Guarapuava, 11 de janeiro de 2026
Um homem foi atendido com ferimento por projétil na madrugada deste sábado (11), após um episódio em via pública no Centro de Guarapuava, nas imediações de uma casa noturna. O chamado chegou por volta de 4h25 com a informação de que havia uma pessoa caída em frente ao estabelecimento. Quando equipes chegaram, a pessoa ferida já havia sido levada por terceiros em um carro antes que o local fosse isolado.
Seguranças privados e frequentadores relataram que um homem alto, magro e de cabelo loiro se aproximou e efetuou um único tiro, descrito como vindo de um revólver. A seguir, o suspeito teria saído correndo a pé, sem que fosse possível indicar o destino. A cena ficou sem confirmação visual de arma ou munição no momento, porque o socorro improvisado alterou rapidamente o ambiente e dificultou a preservação de vestígios físicos.
Minutos depois, a central de atendimento informou que o ferido havia dado entrada na Unidade de Urgência do Bairro Primavera. Na avaliação inicial, profissionais de saúde identificaram lesão compatível com tiro nas costas, próxima à região glútea. O paciente estava consciente e comunicativo durante o atendimento. Ele contou que não conhece o agressor e que, ao sair do local, ouviu: “é você mesmo” antes do disparo segundo seu relato formal.
Segundo o depoimento, um amigo o colocou em um Santana branco e o levou ao serviço de urgência, sem aguardar assistência no endereço do ocorrido. Essa decisão é comum quando há medo de nova aproximação ou confusão na rua. O deslocamento imediato, porém, pode reduzir a preservação de elementos técnicos, como gravações de câmeras, marcas no piso e nomes de testemunhas presentes. A apuração dependerá de reconstituir horários e trajetos.

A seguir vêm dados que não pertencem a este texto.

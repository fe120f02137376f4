use std::collections::BTreeSet;
use std::sync::{Arc, RwLock};

use chrono::{DateTime, Utc};

use crate::pipeline::PipelineOutput;

/// One pipeline result as published to readers.
#[derive(Debug)]
pub struct PublishedTable {
    pub output: PipelineOutput,
    pub computed_at: DateTime<Utc>,
}

impl PublishedTable {
    pub fn is_empty(&self) -> bool {
        self.output.rows.is_empty()
    }

    /// Distinct countries present in the table, sorted.
    pub fn countries(&self) -> Vec<String> {
        self.output
            .rows
            .iter()
            .map(|r| r.country.clone())
            .collect::<BTreeSet<_>>()
            .into_iter()
            .collect()
    }
}

/// Latest merged table. Each refresh swaps in a new `PublishedTable`;
/// readers holding the previous `Arc` keep a consistent view.
#[derive(Default)]
pub struct TableStore {
    latest: RwLock<Option<Arc<PublishedTable>>>,
}

impl TableStore {
    pub fn new() -> Arc<Self> {
        Arc::new(Self::default())
    }

    pub fn publish(&self, output: PipelineOutput, computed_at: DateTime<Utc>) -> Arc<PublishedTable> {
        let table = Arc::new(PublishedTable { output, computed_at });
        // A poisoned lock only means a writer panicked mid-swap; the Option is still valid.
        let mut slot = self.latest.write().unwrap_or_else(|e| e.into_inner());
        *slot = Some(Arc::clone(&table));
        table
    }

    pub fn latest(&self) -> Option<Arc<PublishedTable>> {
        self.latest
            .read()
            .unwrap_or_else(|e| e.into_inner())
            .as_ref()
            .map(Arc::clone)
    }
}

Equipes fizeram buscas nas imediações, mas não localizaram pessoa com as características descritas. A investigação tende a considerar três frentes: identificação por imagens, checagem de chamadas e movimentação vinculada ao entorno do evento. Também será relevante confirmar se houve coleta de cápsula, projétil ou outros vestígios, e se a casa noturna dispõe de monitoramento. O hospital deve registrar evolução clínica e eventual necessidade de exame complementar, mantendo sigilo do paciente.
Comentário exclusivo
Esta ocorrência tem um elemento-chave: a frase “é você mesmo”, relatada pela vítima, sugere um ataque direcionado, ainda que ela diga não conhecer o autor. Em termos técnicos, isso acende duas hipóteses: erro de identificação (alvo confundido) ou motivação anterior não percebida pela vítima. A apuração precisa mapear quem estava com ela, quais locais frequentou antes da saída e se houve atritos dentro do estabelecimento. Também é comparar horários de comandas, imagens internas e relatos de funcionários sobre aproximações suspeitas.
Outro ponto sensível é o transporte imediato em veículo particular (um Santana branco), antes de qualquer preservação do entorno. Isso não é culpa da vítima, mas cria lacunas: projétil, marcas no chão, eventuais manchas e posição exata do disparo podem ter se perdido. Como o ferimento foi descrito na região das costas, próximo às nádegas, a trajetória pode indicar tiro por trás ou em ângulo baixo, exigindo exame médico detalhado e laudo de imagem para direção e energia do projétil.
Na perspectiva de segurança urbana, o episódio reforça que portas de casas noturnas são zonas de transição crítica, onde conflitos internos migram para a rua. A resposta eficaz depende menos de buscas amplas e mais de coleta rápida: preservar gravações, identificar testemunhas antes de dispersarem e registrar a linha do tempo com precisão de minutos. Também é vital que estabelecimentos mantenham iluminação externa e câmeras voltadas para a calçada, com política de retenção de imagens e cooperação imediata com autoridades.